What Is It . . .
What is it about me that my days are filled with various projects in various places? The truth of the matter is that arthritis prevents me from staying at one task for too long. The “too long” could be several hours or 15 minutes. I know my body and I sure do know the telltale signs when it is time for me to change my posture. At earlier times, I could sit and read for hours, sit at the sewing machine all day, or be bent over the quilt frame for hours on end. No more. Ya, just got to keep moving so the joints within your body are in fairly constant motion . . . within reason.
At some point in time with physical work, my joints had been irritated and the bone had been worn away. The irritation continued and the situation ended as being chronic, meaning it is here to stay. The cartilage protecting some of my joints had been worn away. Though I now have new shoulders and new knees, arthritis loves it when one body position is maintained for an extended period of time and all the nerves, tendons and muscles just settle in for a snuggle and allow for atrophied muscles that can gradually make you a prisoner in your own body. That is not going to happen anytime soon.

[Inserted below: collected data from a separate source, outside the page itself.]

//! Access to components given to *systems* during update.

use crate::{Entity, Result};

use super::{Component, ComponentManager, ComponentStorage};

/// Components of the world as seen by a running *system*.
///
/// Values of attached components can be read and changed,
/// but components can be neither attached nor detached here:
/// that goes through [`World`](crate::World) only, which keeps
/// signatures and entity sets of systems up to date.
///
/// ```compile_fail
/// use keel_ecs::{Component, ComponentKind, ComponentView, Entity};
///
/// struct Health(u32);
///
/// impl Component for Health {
///     const KIND: ComponentKind = 0;
/// }
///
/// fn detach(view: &mut ComponentView, entity: Entity) {
///     view.storage_mut::<Health>().unwrap().remove(entity).unwrap();
/// }
/// ```
///
pub struct ComponentView<'a> {
    manager: &'a mut ComponentManager,
}

impl<'a> ComponentView<'a> {
    pub(crate) fn new(manager: &'a mut ComponentManager) -> Self {
        Self { manager }
    }

    /// Retrieves an immutable reference to component of type `T` attached to the entity.
    pub fn get<T>(&self, entity: Entity) -> Result<&T>
    where
        T: Component,
    {
        self.manager.get(entity)
    }

    /// Retrieves a mutable reference to component of type `T` attached to the entity.
    pub fn get_mut<T>(&mut self, entity: Entity) -> Result<&mut T>
    where
        T: Component,
    {
        self.manager.get_mut(entity)
    }

    /// Retrieves storage of all components of type `T`.
    pub fn storage<T>(&self) -> Result<&ComponentStorage<T>>
    where
        T: Component,
    {
        self.manager.storage()
    }

    /// All components of type `T` packed together,
    /// in the order of [entities of the storage](ComponentStorage::entities).
    pub fn components_mut<T>(&mut self) -> Result<&mut [T]>
    where
        T: Component,
    {
        Ok(self.manager.storage_mut::<T>()?.components_mut())
    }
}
//! Utilities for storage of ECS.

use crate::entity::EntityManager;
use crate::{
    Component, ComponentKind, ComponentManager, ComponentSet, ComponentStorage, ComponentView, DeltaTime,
    EcsConfig, Entity, Error, Result, Signature, System, SystemEntities, SystemId, SystemManager,
};

mod tests;

/// Storage for entities, components and systems of ECS.
///
/// Keeps entity signatures, component storages and system entity sets
/// consistent with each other on every change.
/// Each operation checks all its preconditions first,
/// so on error nothing is changed.
///
/// Component storages are never handed out mutably,
/// so they cannot get out of sync with entity signatures:
///
/// ```compile_fail
/// use keel_ecs::{Component, ComponentKind, World};
///
/// struct Health(u32);
///
/// impl Component for Health {
///     const KIND: ComponentKind = 0;
/// }
///
/// let mut world = World::default();
/// world.register_component::<Health>().unwrap();
/// let entity = world.create_entity().unwrap();
/// world.storage_mut::<Health>().unwrap().insert(entity, Health(1)).unwrap();
/// ```
///
pub struct World {
    config: EcsConfig,
    /// Identifiers and signatures of all entities.
    entities: EntityManager,
    /// Storages of all component kinds.
    components: ComponentManager,
    /// Entity sets of all systems.
    systems: SystemManager,
}

impl World {
    /// Creates new world with limits from given configuration.
    pub fn new(config: EcsConfig) -> Self {
        Self {
            config,
            entities: EntityManager::new(config.max_entities()),
            components: ComponentManager::new(),
            systems: SystemManager::new(config.max_systems(), config.max_entities()),
        }
    }

    pub fn config(&self) -> &EcsConfig {
        &self.config
    }

    /// Creates new entity without any components.
    pub fn create_entity(&mut self) -> Result<Entity> {
        let entity = self.entities.create()?;
        self.systems
            .entity_signature_changed(entity, Signature::EMPTY)?;
        log::trace!("created entity {}", entity);
        Ok(entity)
    }

    /// Destroys the entity with all its components.
    ///
    /// Identifier of the entity will be reused by later created entities.
    ///
    pub fn destroy_entity(&mut self, entity: Entity) -> Result<()> {
        self.entities.destroy(entity)?;
        self.components.entity_destroyed(entity);
        self.systems.entity_destroyed(entity);
        log::trace!("destroyed entity {}", entity);
        Ok(())
    }

    /// Returns `true` if the entity was created and not destroyed yet.
    pub fn is_alive(&self, entity: Entity) -> bool {
        self.entities.is_alive(entity)
    }

    /// Count of alive entities.
    pub fn entity_count(&self) -> usize {
        self.entities.len()
    }

    /// Current signature of the entity.
    pub fn signature(&self, entity: Entity) -> Result<Signature> {
        self.entities.signature(entity)
    }

    /// Registers storage for components of type `T`.
    ///
    /// Does nothing if such storage was already registered.
    ///
    /// # Errors
    ///
    /// An error is returned if kind of `T` is out of range
    /// or if it is already owned by another component type.
    ///
    pub fn register_component<T>(&mut self) -> Result<()>
    where
        T: Component,
    {
        Signature::of(T::KIND)?;
        match self.components.storage::<T>() {
            Ok(_) => return Ok(()),
            Err(Error::NotRegistered(_)) => {}
            Err(Error::TypeMismatch(kind)) => return Err(Error::KindConflict(kind)),
            Err(error) => return Err(error),
        }
        let storage = ComponentStorage::<T>::with_capacity(self.config.max_entities());
        self.components.register(T::KIND, Box::new(storage))?;
        Ok(())
    }

    /// Returns `true` if any component storage is registered for given kind.
    pub fn is_registered(&self, kind: ComponentKind) -> bool {
        self.components.is_registered(kind)
    }

    /// Attaches component to the entity.
    ///
    /// # Errors
    ///
    /// An error is returned if the entity is not alive, if storage of `T` is not registered
    /// or if component of type `T` was already attached to the entity.
    ///
    pub fn add_component<T>(&mut self, entity: Entity, component: T) -> Result<()>
    where
        T: Component,
    {
        self.entities.check_alive(entity)?;
        let signature = self.entities.signature(entity)? | Signature::of(T::KIND)?;

        self.components.storage_mut::<T>()?.insert(entity, component)?;
        self.entities.set_signature(entity, signature)?;
        self.systems.entity_signature_changed(entity, signature)?;
        log::trace!("attached component of kind {} to entity {}", T::KIND, entity);
        Ok(())
    }

    /// Detaches component from the entity.
    ///
    /// Returns component that was attached to the entity.
    ///
    pub fn remove_component<T>(&mut self, entity: Entity) -> Result<T>
    where
        T: Component,
    {
        self.entities.check_alive(entity)?;
        let signature = self
            .entities
            .signature(entity)?
            .difference(Signature::of(T::KIND)?);

        let component = self.components.storage_mut::<T>()?.remove(entity)?;
        self.entities.set_signature(entity, signature)?;
        self.systems.entity_signature_changed(entity, signature)?;
        log::trace!("detached component of kind {} from entity {}", T::KIND, entity);
        Ok(component)
    }

    /// Returns `true` if component of type `T` is attached to the entity.
    ///
    /// Another type sharing the kind of `T` is not reported as `T`.
    ///
    pub fn has_component<T>(&self, entity: Entity) -> bool
    where
        T: Component,
    {
        self.components
            .storage::<T>()
            .map_or(false, |storage| storage.attached(entity))
    }

    /// Retrieves an immutable reference to component of type `T` attached to the entity.
    pub fn get_component<T>(&self, entity: Entity) -> Result<&T>
    where
        T: Component,
    {
        self.entities.check_range(entity)?;
        self.components.get(entity)
    }

    /// Retrieves a mutable reference to component of type `T` attached to the entity.
    pub fn get_component_mut<T>(&mut self, entity: Entity) -> Result<&mut T>
    where
        T: Component,
    {
        self.entities.check_range(entity)?;
        self.components.get_mut(entity)
    }

    /// Retrieves storage of all components of type `T`.
    pub fn storage<T>(&self) -> Result<&ComponentStorage<T>>
    where
        T: Component,
    {
        self.components.storage()
    }

    /// Registers new system which requires components of given signature.
    ///
    /// Alive entities which already satisfy the signature are added immediately,
    /// so systems could be registered at any moment.
    ///
    pub fn register_system(&mut self, signature: Signature) -> Result<SystemId> {
        let id = self.systems.register(signature)?;
        let system = self.systems.get_mut(id)?;
        for (entity, entity_signature) in self.entities.iter() {
            if system.matches(entity_signature) {
                system.insert(entity)?;
            }
        }
        Ok(id)
    }

    /// Registers new system which requires components of the set `C`.
    ///
    /// For [systems](System) use their [components](System::Components) as `C`.
    ///
    pub fn register_system_for<C>(&mut self) -> Result<SystemId>
    where
        C: ComponentSet,
    {
        self.register_system(C::signature()?)
    }

    /// Entity set of the system.
    pub fn system(&self, id: SystemId) -> Result<&SystemEntities> {
        self.systems.get(id)
    }

    /// Entities which currently satisfy signature of the system.
    pub fn system_entities(&self, id: SystemId) -> Result<&[Entity]> {
        Ok(self.systems.get(id)?.entities())
    }

    /// Runs the system over its current entities.
    pub fn run_system<S>(&mut self, id: SystemId, system: &mut S, delta_time: DeltaTime) -> Result<()>
    where
        S: System,
    {
        let entities = self.systems.get(id)?.entities();
        let mut components = ComponentView::new(&mut self.components);
        system.update(entities, &mut components, delta_time)
    }
}

impl Default for World {
    fn default() -> Self {
        Self::new(EcsConfig::default())
    }
}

So . . . the answer for me is to have a book to read in the living room, crafting going on in the south half of my sewing studio, the sewing machine is in the north portion and in the middle is the cutting table. Having a computer in my sewing room as well as one in our living room allows me to roam at will. The porch with great rocking chairs is a good place to read until I find my head nodding. The water fountain in the Koi pond can put you to sleep. Our acre of mowing and gardens to tend allow for me to have choices within my day. With me moving to multiple corners of my world, multiple tasks are completed, but just not done to completion in one session.
I am not complaining nor bragging. I know that sitting and vegetating could be a prescription for a very small world. The arthritis has made me somewhat being viewed as having attention deficit disorder. The diagnosis could be a whole lot worse. I know I can’t stay in one place for very long so the tendency to be on the lookout for other areas in our home that may need some attention is likely. I can take the “eye rolling” when I see it in friends and family. Being on the move for me is how and why I feel really physically good. I see no reason to single handedly support either the chiropractor of the physical therapist . . . but it is reassuring to know they are there if I have been naughty.